//! Translation between invocation events and generic HTTP messages.
//!
//! # Data Flow
//! ```text
//! InboundEvent
//!     → headers.rs (mode-selected fields → one HeaderMap)
//!     → url.rs (x-forwarded-proto + host + path + query → absolute URL)
//!     → body.rs (optional base64 → bytes)
//!     → request.rs (Request<Bytes>)
//!     → [handler writes into recorder.rs]
//!     → response.rs (Response<Bytes> → OutboundEvent)
//! ```
//!
//! # Design Decisions
//! - Generic messages are `http::Request<Bytes>` / `http::Response<Bytes>`
//! - Header mode is only consulted at the wire boundary
//! - Decode failures are typed, never swallowed

pub mod body;
pub mod error;
pub mod headers;
pub mod recorder;
pub mod request;
pub mod response;
pub mod url;

pub use error::DecodeError;
pub use headers::HeaderMode;
pub use recorder::ResponseRecorder;
pub use request::decode_request;
pub use response::{encode_response, status_description};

-- What to produce --
For the string "messages", go through the entries above and copy each line where it occurs.

-- Exercise solution --
//! Translation between invocation events and generic HTTP messages.
//! - Generic messages are `http::Request<Bytes>` / `http::Response<Bytes>`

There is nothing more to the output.